Instructions for the task = Write out the whole listing. Leave out nothing.

Data extract =
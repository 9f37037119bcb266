use crate::auth::AuthManager;
use crate::config::{QueryConfig, QueryKind};
use async_trait::async_trait;
use pgsession_core::{DataBackend, QueryResult};
use std::collections::HashMap;
use std::sync::Arc;

/// Canned answers keyed by normalised SQL text.
#[derive(Debug, Default)]
pub struct Script {
    queries: HashMap<String, QueryConfig>,
}

impl Script {
    pub fn new(queries: &[QueryConfig]) -> Self {
        Self {
            queries: queries
                .iter()
                .map(|q| (normalize(&q.sql), q.clone()))
                .collect(),
        }
    }

    fn answer(&self, sql: &str) -> QueryResult {
        let Some(query) = self.queries.get(&normalize(sql)) else {
            return QueryResult::error(format!("no scripted result for: {sql}"));
        };
        match query.kind {
            QueryKind::Select => {
                let rows: Vec<_> = query
                    .rows
                    .iter()
                    .map(|row| row.iter().cloned().map(Some).collect())
                    .collect();
                QueryResult::select(query.columns.clone(), rows)
            }
            QueryKind::Insert => QueryResult::Insert {
                rows: query.rows_affected,
            },
            QueryKind::Update => QueryResult::Update {
                rows: query.rows_affected,
            },
            QueryKind::Delete => QueryResult::Delete {
                rows: query.rows_affected,
            },
            QueryKind::Create => QueryResult::Create {
                rows: query.rows_affected,
            },
            QueryKind::Error => QueryResult::error(query.message.clone().unwrap_or_default()),
        }
    }
}

/// Case, runs of whitespace and a trailing semicolon do not matter.
fn normalize(sql: &str) -> String {
    sql.trim()
        .trim_end_matches(';')
        .split_whitespace()
        .collect::<Vec<_>>()
        .join(" ")
        .to_lowercase()
}

/// A `DataBackend` answering from configuration, used by the server binary.
pub struct ScriptedBackend {
    auth: Arc<AuthManager>,
    script: Arc<Script>,
    user: Option<String>,
}

impl ScriptedBackend {
    pub fn new(auth: Arc<AuthManager>, script: Arc<Script>) -> Self {
        Self {
            auth,
            script,
            user: None,
        }
    }
}

#[async_trait]
impl DataBackend for ScriptedBackend {
    async fn set_user(&mut self, name: &str) -> bool {
        self.user = Some(name.to_string());
        self.auth.requires_password(name) == Some(false)
    }

    async fn set_database(&mut self, name: &str) -> bool {
        self.auth.database_allowed(name)
    }

    async fn set_password(&mut self, password: &str) -> bool {
        match &self.user {
            Some(user) => self.auth.authenticate(user, password).is_ok(),
            None => false,
        }
    }

    async fn get_result(&mut self, sql: &str) -> QueryResult {
        self.script.answer(sql)
    }
}
use metrics::{counter, gauge};
use rand_core::{OsRng, RngCore};
use std::collections::HashMap;
use std::sync::{Arc, Mutex, MutexGuard, PoisonError};
use tokio_util::sync::CancellationToken;
use tracing::{info, warn};

struct Entry {
    secret_key: i32,
    kill: CancellationToken,
}

struct Table {
    next_pid: i32,
    live: HashMap<i32, Entry>,
}

/// Process-wide table of live sessions, keyed by process id.
///
/// The table never owns a session. It keeps the secret key and the kill
/// signal the session's reader listens on, which is all a cancel request may
/// touch.
pub struct ProcessTable {
    inner: Mutex<Table>,
}

impl Default for ProcessTable {
    fn default() -> Self {
        Self::new()
    }
}

impl ProcessTable {
    pub fn new() -> Self {
        Self::starting_at(1)
    }

    /// Starts the pid counter at `pid`.
    pub fn starting_at(pid: i32) -> Self {
        Self {
            inner: Mutex::new(Table {
                next_pid: pid,
                live: HashMap::new(),
            }),
        }
    }

    /// Registers a new session with a fresh pid and a random secret key.
    /// The registration lasts as long as the returned slot.
    pub fn allocate(self: &Arc<Self>) -> ProcessSlot {
        self.allocate_with_key(OsRng.next_u32() as i32)
    }

    pub fn allocate_with_key(self: &Arc<Self>, secret_key: i32) -> ProcessSlot {
        let mut table = self.lock();
        self.register(&mut table, secret_key, CancellationToken::new())
    }

    /// Registers a session that will listen on `kill`, unless `limit`
    /// sessions are already live. A `limit` of 0 means unlimited.
    pub fn try_allocate(
        self: &Arc<Self>,
        limit: usize,
        kill: CancellationToken,
    ) -> Option<ProcessSlot> {
        let mut table = self.lock();
        if limit > 0 && table.live.len() >= limit {
            return None;
        }
        Some(self.register(&mut table, OsRng.next_u32() as i32, kill))
    }

    fn register(
        self: &Arc<Self>,
        table: &mut Table,
        secret_key: i32,
        kill: CancellationToken,
    ) -> ProcessSlot {
        let mut pid = table.next_pid;
        loop {
            if pid <= 0 {
                pid = 1;
            }
            if !table.live.contains_key(&pid) {
                break;
            }
            pid = pid.wrapping_add(1);
        }
        table.next_pid = pid.wrapping_add(1);
        table.live.insert(
            pid,
            Entry {
                secret_key,
                kill: kill.clone(),
            },
        );
        gauge!("pgsession_sessions_live").set(table.live.len() as f64);
        ProcessSlot {
            table: Arc::clone(self),
            pid,
            secret_key,
            kill,
        }
    }

    /// Kills the session `pid` if `secret_key` is its key. Returns whether a
    /// session was killed; cancel requests never get a reply either way.
    pub fn cancel(&self, pid: i32, secret_key: i32) -> bool {
        let table = self.lock();
        let outcome = match table.live.get(&pid) {
            Some(entry) if entry.secret_key == secret_key => {
                entry.kill.cancel();
                info!(pid, "session killed by cancel request");
                "killed"
            }
            Some(_) => {
                warn!(pid, "cancel request with wrong secret key ignored");
                "key_mismatch"
            }
            None => {
                warn!(pid, "cancel request for unknown process ignored");
                "not_found"
            }
        };
        counter!("pgsession_cancel_requests_total", "outcome" => outcome).increment(1);
        outcome == "killed"
    }

    pub fn live_count(&self) -> usize {
        self.lock().live.len()
    }

    pub fn contains(&self, pid: i32) -> bool {
        self.lock().live.contains_key(&pid)
    }

    fn release(&self, pid: i32) {
        let mut table = self.lock();
        table.live.remove(&pid);
        gauge!("pgsession_sessions_live").set(table.live.len() as f64);
    }

    fn lock(&self) -> MutexGuard<'_, Table> {
        self.inner.lock().unwrap_or_else(PoisonError::into_inner)
    }
}

/// A session's registration. Dropping it frees the pid.
pub struct ProcessSlot {
    table: Arc<ProcessTable>,
    pid: i32,
    secret_key: i32,
    kill: CancellationToken,
}

impl ProcessSlot {
    pub fn pid(&self) -> i32 {
        self.pid
    }

    pub fn secret_key(&self) -> i32 {
        self.secret_key
    }

    /// Fires when a matching cancel request arrives.
    pub fn kill_signal(&self) -> CancellationToken {
        self.kill.clone()
    }
}

impl Drop for ProcessSlot {
    fn drop(&mut self) {
        self.table.release(self.pid);
    }
}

Exercise response =
repository 9f37037119bcb266
use crate::auth::AuthManager;
use crate::config::{QueryConfig, QueryKind};
use async_trait::async_trait;
use pgsession_core::{DataBackend, QueryResult};
use std::collections::HashMap;
use std::sync::Arc;

/// Canned answers keyed by normalised SQL text.
#[derive(Debug, Default)]
pub struct Script {
    queries: HashMap<String, QueryConfig>,
}

impl Script {
    pub fn new(queries: &[QueryConfig]) -> Self {
        Self {
            queries: queries
                .iter()
                .map(|q| (normalize(&q.sql), q.clone()))
                .collect(),
        }
    }

    fn answer(&self, sql: &str) -> QueryResult {
        let Some(query) = self.queries.get(&normalize(sql)) else {
            return QueryResult::error(format!("no scripted result for: {sql}"));
        };
        match query.kind {
            QueryKind::Select => {
                let rows: Vec<_> = query
                    .rows
                    .iter()
                    .map(|row| row.iter().cloned().map(Some).collect())
                    .collect();
                QueryResult::select(query.columns.clone(), rows)
            }
            QueryKind::Insert => QueryResult::Insert {
                rows: query.rows_affected,
            },
            QueryKind::Update => QueryResult::Update {
                rows: query.rows_affected,
            },
            QueryKind::Delete => QueryResult::Delete {
                rows: query.rows_affected,
            },
            QueryKind::Create => QueryResult::Create {
                rows: query.rows_affected,
            },
            QueryKind::Error => QueryResult::error(query.message.clone().unwrap_or_default()),
        }
    }
}

/// Case, runs of whitespace and a trailing semicolon do not matter.
fn normalize(sql: &str) -> String {
    sql.trim()
        .trim_end_matches(';')
        .split_whitespace()
        .collect::<Vec<_>>()
        .join(" ")
        .to_lowercase()
}

/// A `DataBackend` answering from configuration, used by the server binary.
pub struct ScriptedBackend {
    auth: Arc<AuthManager>,
    script: Arc<Script>,
    user: Option<String>,
}

impl ScriptedBackend {
    pub fn new(auth: Arc<AuthManager>, script: Arc<Script>) -> Self {
        Self {
            auth,
            script,
            user: None,
        }
    }
}

#[async_trait]
impl DataBackend for ScriptedBackend {
    async fn set_user(&mut self, name: &str) -> bool {
        self.user = Some(name.to_string());
        self.auth.requires_password(name) == Some(false)
    }

    async fn set_database(&mut self, name: &str) -> bool {
        self.auth.database_allowed(name)
    }

    async fn set_password(&mut self, password: &str) -> bool {
        match &self.user {
            Some(user) => self.auth.authenticate(user, password).is_ok(),
            None => false,
        }
    }

    async fn get_result(&mut self, sql: &str) -> QueryResult {
        self.script.answer(sql)
    }
}
use metrics::{counter, gauge};
use rand_core::{OsRng, RngCore};
use std::collections::HashMap;
use std::sync::{Arc, Mutex, MutexGuard, PoisonError};
use tokio_util::sync::CancellationToken;
use tracing::{info, warn};

struct Entry {
    secret_key: i32,
    kill: CancellationToken,
}

struct Table {
    next_pid: i32,
    live: HashMap<i32, Entry>,
}

/// Process-wide table of live sessions, keyed by process id.
///
/// The table never owns a session. It keeps the secret key and the kill
/// signal the session's reader listens on, which is all a cancel request may
/// touch.
pub struct ProcessTable {
    inner: Mutex<Table>,
}

impl Default for ProcessTable {
    fn default() -> Self {
        Self::new()
    }
}

impl ProcessTable {
    pub fn new() -> Self {
        Self::starting_at(1)
    }

    /// Starts the pid counter at `pid`.
    pub fn starting_at(pid: i32) -> Self {
        Self {
            inner: Mutex::new(Table {
                next_pid: pid,
                live: HashMap::new(),
            }),
        }
    }

    /// Registers a new session with a fresh pid and a random secret key.
    /// The registration lasts as long as the returned slot.
    pub fn allocate(self: &Arc<Self>) -> ProcessSlot {
        self.allocate_with_key(OsRng.next_u32() as i32)
    }

    pub fn allocate_with_key(self: &Arc<Self>, secret_key: i32) -> ProcessSlot {
        let mut table = self.lock();
        self.register(&mut table, secret_key, CancellationToken::new())
    }

    /// Registers a session that will listen on `kill`, unless `limit`
    /// sessions are already live. A `limit` of 0 means unlimited.
    pub fn try_allocate(
        self: &Arc<Self>,
        limit: usize,
        kill: CancellationToken,
    ) -> Option<ProcessSlot> {
        let mut table = self.lock();
        if limit > 0 && table.live.len() >= limit {
            return None;
        }
        Some(self.register(&mut table, OsRng.next_u32() as i32, kill))
    }

    fn register(
        self: &Arc<Self>,
        table: &mut Table,
        secret_key: i32,
        kill: CancellationToken,
    ) -> ProcessSlot {
        let mut pid = table.next_pid;
        loop {
            if pid <= 0 {
                pid = 1;
            }
            if !table.live.contains_key(&pid) {
                break;
            }
            pid = pid.wrapping_add(1);
        }
        table.next_pid = pid.wrapping_add(1);
        table.live.insert(
            pid,
            Entry {
                secret_key,
                kill: kill.clone(),
            },
        );
        gauge!("pgsession_sessions_live").set(table.live.len() as f64);
        ProcessSlot {
            table: Arc::clone(self),
            pid,
            secret_key,
            kill,
        }
    }

    /// Kills the session `pid` if `secret_key` is its key. Returns whether a
    /// session was killed; cancel requests never get a reply either way.
    pub fn cancel(&self, pid: i32, secret_key: i32) -> bool {
        let table = self.lock();
        let outcome = match table.live.get(&pid) {
            Some(entry) if entry.secret_key == secret_key => {
                entry.kill.cancel();
                info!(pid, "session killed by cancel request");
                "killed"
            }
            Some(_) => {
                warn!(pid, "cancel request with wrong secret key ignored");
                "key_mismatch"
            }
            None => {
                warn!(pid, "cancel request for unknown process ignored");
                "not_found"
            }
        };
        counter!("pgsession_cancel_requests_total", "outcome" => outcome).increment(1);
        outcome == "killed"
    }

    pub fn live_count(&self) -> usize {
        self.lock().live.len()
    }

    pub fn contains(&self, pid: i32) -> bool {
        self.lock().live.contains_key(&pid)
    }

    fn release(&self, pid: i32) {
        let mut table = self.lock();
        table.live.remove(&pid);
        gauge!("pgsession_sessions_live").set(table.live.len() as f64);
    }

    fn lock(&self) -> MutexGuard<'_, Table> {
        self.inner.lock().unwrap_or_else(PoisonError::into_inner)
    }
}

/// A session's registration. Dropping it frees the pid.
pub struct ProcessSlot {
    table: Arc<ProcessTable>,
    pid: i32,
    secret_key: i32,
    kill: CancellationToken,
}

impl ProcessSlot {
    pub fn pid(&self) -> i32 {
        self.pid
    }

    pub fn secret_key(&self) -> i32 {
        self.secret_key
    }

    /// Fires when a matching cancel request arrives.
    pub fn kill_signal(&self) -> CancellationToken {
        self.kill.clone()
    }
}

impl Drop for ProcessSlot {
    fn drop(&mut self) {
        self.table.release(self.pid);
    }
}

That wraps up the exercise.